The Daughters of Eden Trilogy: The Shadow Catcher, Fever Hill & the Serpent's Tooth (150 page)

‘I need to get to Eden,’ said Adam. ‘Please, Kelly, get out of my way.’

‘You won’t make Eden on that nag,’ Kelly pointed out. ‘She’s knackered. Or hadn’t you noticed?’

Before Adam could reply, Kelly had brought his horse alongside him. ‘You any good at riding bareback?’

‘What?’

‘Take the grey, she’s got plenty of go in her, which is why I’ve just had to chase her halfway across Trelawny to bring her home.’

No time to argue. Besides, he was right. Quickly, Adam slipped off his hired nag, untacked her, and sent her clattering off down the road to Town.

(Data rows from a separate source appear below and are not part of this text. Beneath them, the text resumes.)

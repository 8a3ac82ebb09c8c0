//! Device protocol client
//!
//! [`DeviceProtocol`] is the capability set a connector or model controller
//! needs from a device endpoint. Implementors only provide
//! [`DeviceProtocol::send_command`]; the typed operations are built on top of
//! it and decode the response with [`ResponseParser`].
//!
//! Failures are absorbed here: transport and decode errors are logged,
//! appended to the device output and turned into `None` / `false`.

use super::command::DeviceCommand;
use super::parser::{ResponseParser, ResponseStatus};
use crate::transport::{DeviceTransport, NoOpTransport};
use async_trait::async_trait;
use robolink_core::{
    Chart, ConnectionError, ConnectionParameter, DeviceKind, NodeUpdate, OutputBuffer,
    PerformingState, Pose, PositionPoint, ProtocolError, StateItem,
};
use serde::de::DeserializeOwned;
use std::sync::Arc;
use tokio::sync::Mutex;

/// Operations available on a device endpoint
#[async_trait]
pub trait DeviceProtocol: Send + Sync {
    /// Kind of device behind this endpoint
    fn kind(&self) -> DeviceKind;

    /// Output buffer failures and status messages are reported to
    fn output(&self) -> &OutputBuffer;

    /// Send one command and return the raw response
    ///
    /// `None` means the endpoint produced nothing usable; the cause has
    /// already been reported.
    async fn send_command(&self, command: &DeviceCommand) -> Option<String>;

    /// Open the connection
    async fn connect(&self, parameters: &[ConnectionParameter]) -> bool {
        let command = DeviceCommand::Connect(ConnectionParameter::to_wire(parameters));
        let response = self.send_command(&command).await;
        report_status(self.output(), "connect", response)
    }

    /// Close the connection
    async fn disconnect(&self) -> bool {
        let response = self.send_command(&DeviceCommand::Disconnect).await;
        report_status(self.output(), "disconnect", response)
    }

    /// Query node positions (robot) or node actions (tool)
    async fn sync_model(&self) -> Option<Vec<NodeUpdate>> {
        let response = self.send_command(&DeviceCommand::SyncModel).await?;
        ResponseParser::parse_line_batch(&response, self.kind())
    }

    /// Start a motion on the device
    async fn move_to(&self, point: &PositionPoint, origin: &Pose) -> bool {
        let command = match DeviceCommand::move_to(point, origin) {
            Ok(command) => command,
            Err(e) => {
                report_failure(self.output(), "move_to", &e);
                return false;
            }
        };
        let response = self.send_command(&command).await;
        report_status(self.output(), "move_to", response)
    }

    /// Query execution progress
    async fn performing_state(&self) -> Option<PerformingState> {
        let response = self.send_command(&DeviceCommand::PerformingState).await?;
        match ResponseParser::parse_performing_state(&response) {
            Ok(state) => Some(state),
            Err(e) => {
                report_failure(self.output(), "performing_state", &e);
                None
            }
        }
    }

    /// Query the pointer pose
    ///
    /// Tools have no pointer and always yield `None`.
    async fn sync_pointer(&self) -> Option<Pose> {
        if self.kind() == DeviceKind::Tool {
            return None;
        }
        let response = self.send_command(&DeviceCommand::SyncPointer).await?;
        match ResponseParser::parse_pose(&response) {
            Ok(pose) => Some(pose),
            Err(e) => {
                report_failure(self.output(), "sync_pointer", &e);
                None
            }
        }
    }

    /// Return the device to its initial state
    async fn reset_device(&self) -> bool {
        let response = self.send_command(&DeviceCommand::ResetDevice).await;
        report_status(self.output(), "reset_device", response)
    }

    /// Fetch charts, either the full set or only changes
    async fn charts(&self, initial: bool) -> Option<Vec<Chart>> {
        let command = if initial {
            DeviceCommand::InitialChartsData
        } else {
            DeviceCommand::UpdatedChartsData
        };
        let response = self.send_command(&command).await?;
        decode_payload(self.output(), command.name(), &response)
    }

    /// Fetch states, either the full set or only changes
    async fn states(&self, initial: bool) -> Option<Vec<StateItem>> {
        let command = if initial {
            DeviceCommand::InitialStatesData
        } else {
            DeviceCommand::UpdatedStatesData
        };
        let response = self.send_command(&command).await?;
        decode_payload(self.output(), command.name(), &response)
    }
}

/// Turn a status response into a success flag, reporting the message
fn report_status(output: &OutputBuffer, operation: &str, response: Option<String>) -> bool {
    let Some(response) = response else {
        return false;
    };

    match ResponseParser::parse_status(&response) {
        Ok(ResponseStatus::Done(message)) => {
            tracing::debug!("{}: {} done: {}", output.device(), operation, message);
            output.append_line(message);
            true
        }
        Ok(ResponseStatus::Failed(message)) => {
            let error = ProtocolError::Failed { message };
            tracing::warn!("{}: {} failed: {}", output.device(), operation, error);
            output.append_line(error.to_string());
            false
        }
        Err(e) => {
            report_failure(output, operation, &e);
            false
        }
    }
}

fn decode_payload<T: DeserializeOwned>(
    output: &OutputBuffer,
    operation: &str,
    response: &str,
) -> Option<Vec<T>> {
    match ResponseParser::parse_payload(response, operation) {
        Ok(items) => items,
        Err(e) => {
            report_failure(output, operation, &e);
            None
        }
    }
}

fn report_failure(output: &OutputBuffer, operation: &str, error: &dyn std::fmt::Display) {
    tracing::warn!("{}: {} failed: {}", output.device(), operation, error);
    output.append_line(format!("{}: {}", operation, error));
}

/// Protocol client over a [`DeviceTransport`]
///
/// Holds no device state. Requests are serialized: a second caller waits
/// until the first response has been received.
pub struct DeviceProtocolClient {
    kind: DeviceKind,
    transport: Arc<dyn DeviceTransport>,
    output: OutputBuffer,
    request_lock: Mutex<()>,
}

impl DeviceProtocolClient {
    /// Create a new client
    pub fn new(kind: DeviceKind, transport: Arc<dyn DeviceTransport>, output: OutputBuffer) -> Self {
        Self {
            kind,
            transport,
            output,
            request_lock: Mutex::new(()),
        }
    }

    /// Client for a simulated device that never answers
    pub fn simulated(kind: DeviceKind, output: OutputBuffer) -> Self {
        Self::new(kind, Arc::new(NoOpTransport::new()), output)
    }

    /// Endpoint description of the underlying transport
    pub fn endpoint(&self) -> String {
        self.transport.endpoint()
    }
}

#[async_trait]
impl DeviceProtocol for DeviceProtocolClient {
    fn kind(&self) -> DeviceKind {
        self.kind
    }

    fn output(&self) -> &OutputBuffer {
        &self.output
    }

    async fn send_command(&self, command: &DeviceCommand) -> Option<String> {
        let _guard = self.request_lock.lock().await;
        let args = command.to_args();

        tracing::debug!("{} -> {}", self.transport.endpoint(), command);
        match self.transport.request(&args).await {
            Ok(response) => {
                tracing::debug!("{} <- {:?}", self.transport.endpoint(), response);
                Some(response)
            }
            Err(ConnectionError::Simulated) => None,
            Err(e) => {
                report_failure(&self.output, command.name(), &e);
                None
            }
        }
    }
}

impl std::fmt::Debug for DeviceProtocolClient {
    fn fmt(&self, f: &mut std::fmt::Formatter<'_>) -> std::fmt::Result {
        f.debug_struct("DeviceProtocolClient")
            .field("kind", &self.kind)
            .field("endpoint", &self.transport.endpoint())
            .finish()
    }
}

While he did so, Ben Kelly somehow managed to keep his own seat, avoid flying branches, and maintain control of the grey mare until Adam had jumped on her back. ‘So why Eden?’ he said as he tossed Adam the reins.

‘I need to find Belle.’

To his surprise, Kelly barked a laugh. ‘In a hurricane? Bloody hell, Palairet, your timing’s even worse than mine!’

Adam did not reply.

‘Come to think of it,’ said Kelly, turning thoughtful, ‘you’re not the first idiot I’ve met who’s out for a ride. I ran into Cornelius Traherne a while back. He was heading for Eden too.’


Traherne
?’ cried Adam, reining in his horse. ‘When? When did you see him?’

‘Half an hour? Why?’

The pieces were falling into place, and Adam didn’t like the picture they made. Miss Monroe must have done something to tip off Traherne, and somehow he’d got wind that Belle had left Burntwood, and was heading for Eden . . .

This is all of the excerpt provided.